··· EXERCISE MATERIAL

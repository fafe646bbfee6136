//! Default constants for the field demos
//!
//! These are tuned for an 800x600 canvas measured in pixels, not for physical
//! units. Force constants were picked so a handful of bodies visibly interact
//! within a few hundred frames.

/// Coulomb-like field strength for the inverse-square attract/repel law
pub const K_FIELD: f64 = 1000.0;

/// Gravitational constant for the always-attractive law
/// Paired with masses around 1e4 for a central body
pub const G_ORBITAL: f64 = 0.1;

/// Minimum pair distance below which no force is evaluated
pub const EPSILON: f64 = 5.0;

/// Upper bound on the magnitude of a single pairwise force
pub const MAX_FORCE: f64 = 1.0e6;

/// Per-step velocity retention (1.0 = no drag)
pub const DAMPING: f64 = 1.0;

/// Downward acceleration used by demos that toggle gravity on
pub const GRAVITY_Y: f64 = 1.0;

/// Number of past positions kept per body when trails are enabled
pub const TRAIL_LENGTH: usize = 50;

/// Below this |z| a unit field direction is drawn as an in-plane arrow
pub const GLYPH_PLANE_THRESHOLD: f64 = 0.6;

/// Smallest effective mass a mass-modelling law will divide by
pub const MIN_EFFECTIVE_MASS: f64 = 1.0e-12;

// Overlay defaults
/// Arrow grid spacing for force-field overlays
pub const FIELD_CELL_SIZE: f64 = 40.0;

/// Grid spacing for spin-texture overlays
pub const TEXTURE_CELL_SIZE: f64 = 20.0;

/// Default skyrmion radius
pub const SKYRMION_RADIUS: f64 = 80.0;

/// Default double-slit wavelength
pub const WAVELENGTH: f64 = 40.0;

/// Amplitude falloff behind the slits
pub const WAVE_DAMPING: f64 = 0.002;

······
··· EXERCISE MATERIAL

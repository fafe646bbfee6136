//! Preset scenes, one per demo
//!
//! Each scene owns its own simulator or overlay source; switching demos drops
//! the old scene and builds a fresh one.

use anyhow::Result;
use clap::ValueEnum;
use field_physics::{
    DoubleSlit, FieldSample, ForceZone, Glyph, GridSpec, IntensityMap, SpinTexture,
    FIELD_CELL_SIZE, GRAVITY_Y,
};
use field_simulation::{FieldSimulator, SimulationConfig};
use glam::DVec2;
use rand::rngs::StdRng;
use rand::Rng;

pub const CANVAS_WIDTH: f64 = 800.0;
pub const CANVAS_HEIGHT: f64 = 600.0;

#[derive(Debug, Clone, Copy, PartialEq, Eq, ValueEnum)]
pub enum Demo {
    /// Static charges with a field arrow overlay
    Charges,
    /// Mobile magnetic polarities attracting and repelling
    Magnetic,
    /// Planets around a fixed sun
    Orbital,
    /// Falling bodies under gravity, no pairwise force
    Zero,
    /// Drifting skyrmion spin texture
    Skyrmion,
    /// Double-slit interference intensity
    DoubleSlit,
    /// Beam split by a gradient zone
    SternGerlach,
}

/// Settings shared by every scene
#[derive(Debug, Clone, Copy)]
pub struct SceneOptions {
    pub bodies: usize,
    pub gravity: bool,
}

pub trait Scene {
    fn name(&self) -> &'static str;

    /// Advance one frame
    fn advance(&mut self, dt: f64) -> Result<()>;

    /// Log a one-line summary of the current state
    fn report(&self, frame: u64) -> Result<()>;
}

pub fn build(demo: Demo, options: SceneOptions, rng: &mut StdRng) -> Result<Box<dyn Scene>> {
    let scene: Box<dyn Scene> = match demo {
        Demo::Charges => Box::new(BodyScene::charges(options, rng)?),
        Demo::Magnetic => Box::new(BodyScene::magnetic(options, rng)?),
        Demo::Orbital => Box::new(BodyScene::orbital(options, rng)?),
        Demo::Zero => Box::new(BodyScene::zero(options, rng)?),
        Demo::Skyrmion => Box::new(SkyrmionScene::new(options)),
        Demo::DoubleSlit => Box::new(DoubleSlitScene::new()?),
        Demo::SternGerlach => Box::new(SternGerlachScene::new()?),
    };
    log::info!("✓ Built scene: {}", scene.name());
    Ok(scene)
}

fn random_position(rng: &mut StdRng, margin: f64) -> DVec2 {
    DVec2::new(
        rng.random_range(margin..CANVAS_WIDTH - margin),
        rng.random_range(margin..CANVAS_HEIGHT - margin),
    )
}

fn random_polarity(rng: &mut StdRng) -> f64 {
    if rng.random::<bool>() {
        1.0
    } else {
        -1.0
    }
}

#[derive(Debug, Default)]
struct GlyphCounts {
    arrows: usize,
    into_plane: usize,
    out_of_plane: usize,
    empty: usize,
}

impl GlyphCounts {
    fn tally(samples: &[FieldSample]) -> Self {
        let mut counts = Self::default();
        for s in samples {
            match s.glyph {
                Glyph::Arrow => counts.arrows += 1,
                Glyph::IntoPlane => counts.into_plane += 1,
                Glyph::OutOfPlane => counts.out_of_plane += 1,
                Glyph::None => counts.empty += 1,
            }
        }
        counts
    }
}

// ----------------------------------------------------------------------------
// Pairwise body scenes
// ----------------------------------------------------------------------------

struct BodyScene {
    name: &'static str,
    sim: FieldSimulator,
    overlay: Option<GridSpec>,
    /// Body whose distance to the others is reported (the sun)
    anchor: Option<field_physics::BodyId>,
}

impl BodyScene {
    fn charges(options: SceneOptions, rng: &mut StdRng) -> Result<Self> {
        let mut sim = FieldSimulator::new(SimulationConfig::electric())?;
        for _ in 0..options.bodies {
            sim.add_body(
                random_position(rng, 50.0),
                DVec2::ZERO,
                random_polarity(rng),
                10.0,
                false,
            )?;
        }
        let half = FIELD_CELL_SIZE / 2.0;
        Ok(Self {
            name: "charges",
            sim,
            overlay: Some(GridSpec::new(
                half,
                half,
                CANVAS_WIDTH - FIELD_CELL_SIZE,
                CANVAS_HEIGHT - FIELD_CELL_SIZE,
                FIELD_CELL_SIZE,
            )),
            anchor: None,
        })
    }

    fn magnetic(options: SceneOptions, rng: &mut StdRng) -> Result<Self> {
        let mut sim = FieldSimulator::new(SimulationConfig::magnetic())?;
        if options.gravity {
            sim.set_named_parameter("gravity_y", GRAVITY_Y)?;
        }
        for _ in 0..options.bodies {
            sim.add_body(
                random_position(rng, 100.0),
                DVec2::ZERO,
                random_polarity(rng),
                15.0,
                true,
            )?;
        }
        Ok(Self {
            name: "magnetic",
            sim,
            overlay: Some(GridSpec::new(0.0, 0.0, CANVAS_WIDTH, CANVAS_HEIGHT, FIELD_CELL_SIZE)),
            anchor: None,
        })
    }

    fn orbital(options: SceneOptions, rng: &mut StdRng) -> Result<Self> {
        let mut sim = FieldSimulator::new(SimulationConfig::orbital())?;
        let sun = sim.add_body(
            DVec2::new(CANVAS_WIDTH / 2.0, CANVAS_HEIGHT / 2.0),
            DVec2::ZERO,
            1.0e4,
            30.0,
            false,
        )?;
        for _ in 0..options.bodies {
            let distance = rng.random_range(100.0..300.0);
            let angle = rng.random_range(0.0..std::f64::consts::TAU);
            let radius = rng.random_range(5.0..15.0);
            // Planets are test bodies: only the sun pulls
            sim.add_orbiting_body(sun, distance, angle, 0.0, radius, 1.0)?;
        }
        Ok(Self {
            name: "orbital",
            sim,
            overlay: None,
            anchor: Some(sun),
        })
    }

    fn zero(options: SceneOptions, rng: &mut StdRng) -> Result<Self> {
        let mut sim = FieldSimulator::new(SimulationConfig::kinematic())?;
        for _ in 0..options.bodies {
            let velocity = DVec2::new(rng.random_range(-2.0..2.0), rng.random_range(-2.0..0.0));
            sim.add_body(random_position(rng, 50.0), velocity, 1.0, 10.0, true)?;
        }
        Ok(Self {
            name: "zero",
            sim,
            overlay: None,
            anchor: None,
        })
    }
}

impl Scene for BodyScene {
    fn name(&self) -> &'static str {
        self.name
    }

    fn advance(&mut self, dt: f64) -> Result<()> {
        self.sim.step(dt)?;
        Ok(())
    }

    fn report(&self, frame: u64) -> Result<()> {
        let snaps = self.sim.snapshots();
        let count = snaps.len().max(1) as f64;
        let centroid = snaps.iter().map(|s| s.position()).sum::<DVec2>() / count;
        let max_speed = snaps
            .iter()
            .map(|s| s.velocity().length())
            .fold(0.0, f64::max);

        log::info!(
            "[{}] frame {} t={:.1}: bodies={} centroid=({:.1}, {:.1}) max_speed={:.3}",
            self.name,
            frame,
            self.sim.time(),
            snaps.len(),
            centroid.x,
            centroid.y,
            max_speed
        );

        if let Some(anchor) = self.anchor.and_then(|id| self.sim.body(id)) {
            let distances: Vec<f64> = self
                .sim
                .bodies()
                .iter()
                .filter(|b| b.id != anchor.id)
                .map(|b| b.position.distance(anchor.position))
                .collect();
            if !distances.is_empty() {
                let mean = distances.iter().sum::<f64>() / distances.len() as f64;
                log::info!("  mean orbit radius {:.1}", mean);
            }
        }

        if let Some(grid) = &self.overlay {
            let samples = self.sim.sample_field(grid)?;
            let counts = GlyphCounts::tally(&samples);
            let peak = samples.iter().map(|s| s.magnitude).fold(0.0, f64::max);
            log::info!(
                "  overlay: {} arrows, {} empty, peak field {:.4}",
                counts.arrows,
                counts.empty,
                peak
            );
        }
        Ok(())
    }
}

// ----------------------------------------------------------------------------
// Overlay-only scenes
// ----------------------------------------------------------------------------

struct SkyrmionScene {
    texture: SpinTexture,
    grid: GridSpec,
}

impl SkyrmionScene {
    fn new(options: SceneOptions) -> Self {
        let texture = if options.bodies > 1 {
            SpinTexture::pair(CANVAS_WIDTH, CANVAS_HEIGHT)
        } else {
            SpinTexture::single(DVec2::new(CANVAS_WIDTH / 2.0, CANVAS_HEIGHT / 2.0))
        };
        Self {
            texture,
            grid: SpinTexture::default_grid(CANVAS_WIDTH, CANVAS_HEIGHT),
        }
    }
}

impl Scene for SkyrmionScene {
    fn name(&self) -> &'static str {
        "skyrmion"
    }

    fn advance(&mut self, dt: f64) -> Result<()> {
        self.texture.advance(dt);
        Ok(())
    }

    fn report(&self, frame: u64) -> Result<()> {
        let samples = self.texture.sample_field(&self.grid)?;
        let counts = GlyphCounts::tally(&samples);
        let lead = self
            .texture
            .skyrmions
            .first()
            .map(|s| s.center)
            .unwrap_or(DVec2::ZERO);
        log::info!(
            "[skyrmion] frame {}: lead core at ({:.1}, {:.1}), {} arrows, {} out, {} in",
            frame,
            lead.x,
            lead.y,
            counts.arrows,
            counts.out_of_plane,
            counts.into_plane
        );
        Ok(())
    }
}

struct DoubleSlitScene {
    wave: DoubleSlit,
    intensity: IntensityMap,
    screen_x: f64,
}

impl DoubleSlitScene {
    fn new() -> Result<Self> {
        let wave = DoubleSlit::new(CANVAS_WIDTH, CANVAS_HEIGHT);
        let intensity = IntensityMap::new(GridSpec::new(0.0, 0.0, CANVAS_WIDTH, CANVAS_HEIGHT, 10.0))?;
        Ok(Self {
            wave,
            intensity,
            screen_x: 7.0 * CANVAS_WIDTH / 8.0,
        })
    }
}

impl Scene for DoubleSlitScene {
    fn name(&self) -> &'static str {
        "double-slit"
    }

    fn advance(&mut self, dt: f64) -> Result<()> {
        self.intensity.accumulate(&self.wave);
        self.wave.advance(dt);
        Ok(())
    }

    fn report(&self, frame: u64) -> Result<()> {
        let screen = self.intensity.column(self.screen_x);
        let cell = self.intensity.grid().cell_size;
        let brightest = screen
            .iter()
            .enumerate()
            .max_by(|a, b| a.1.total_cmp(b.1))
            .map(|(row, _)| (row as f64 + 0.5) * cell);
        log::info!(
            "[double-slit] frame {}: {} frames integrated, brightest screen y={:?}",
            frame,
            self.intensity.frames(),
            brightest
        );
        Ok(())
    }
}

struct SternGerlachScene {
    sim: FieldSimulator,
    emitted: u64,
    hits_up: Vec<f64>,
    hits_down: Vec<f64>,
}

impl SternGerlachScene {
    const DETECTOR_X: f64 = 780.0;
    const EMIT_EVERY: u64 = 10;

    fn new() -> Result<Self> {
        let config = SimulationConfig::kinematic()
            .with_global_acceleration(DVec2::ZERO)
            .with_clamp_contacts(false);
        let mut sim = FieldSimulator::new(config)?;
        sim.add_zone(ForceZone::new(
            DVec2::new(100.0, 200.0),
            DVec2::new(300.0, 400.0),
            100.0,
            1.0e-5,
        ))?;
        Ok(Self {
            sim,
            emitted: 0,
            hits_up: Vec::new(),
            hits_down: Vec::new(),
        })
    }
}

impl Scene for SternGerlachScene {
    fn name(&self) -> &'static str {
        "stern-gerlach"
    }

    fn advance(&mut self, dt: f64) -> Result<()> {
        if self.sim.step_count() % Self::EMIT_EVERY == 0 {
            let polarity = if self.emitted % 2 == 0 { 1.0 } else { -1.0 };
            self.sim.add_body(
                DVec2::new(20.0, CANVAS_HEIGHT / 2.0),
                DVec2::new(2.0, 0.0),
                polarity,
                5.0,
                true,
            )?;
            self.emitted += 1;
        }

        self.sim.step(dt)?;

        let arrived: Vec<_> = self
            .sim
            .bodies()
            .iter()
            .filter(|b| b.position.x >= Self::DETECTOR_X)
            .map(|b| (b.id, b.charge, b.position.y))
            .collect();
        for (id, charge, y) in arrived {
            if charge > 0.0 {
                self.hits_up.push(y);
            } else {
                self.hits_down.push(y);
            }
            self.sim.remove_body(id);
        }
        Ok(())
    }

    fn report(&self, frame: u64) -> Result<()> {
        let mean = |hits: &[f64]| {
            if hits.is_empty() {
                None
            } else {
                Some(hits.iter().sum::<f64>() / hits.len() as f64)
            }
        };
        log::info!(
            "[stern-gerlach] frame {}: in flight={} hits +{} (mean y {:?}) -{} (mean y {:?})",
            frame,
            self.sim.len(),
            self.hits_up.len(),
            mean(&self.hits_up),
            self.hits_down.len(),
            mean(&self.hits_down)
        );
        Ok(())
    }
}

······

■ WORK REQUIRED
Go through the material above and return each line that holds the word "centroid".

■ RESULT FOR THIS EXERCISE
        let centroid = snaps.iter().map(|s| s.position()).sum::<DVec2>() / count;
            "[{}] frame {} t={:.1}: bodies={} centroid=({:.1}, {:.1}) max_speed={:.3}",
            centroid.x,
            centroid.y,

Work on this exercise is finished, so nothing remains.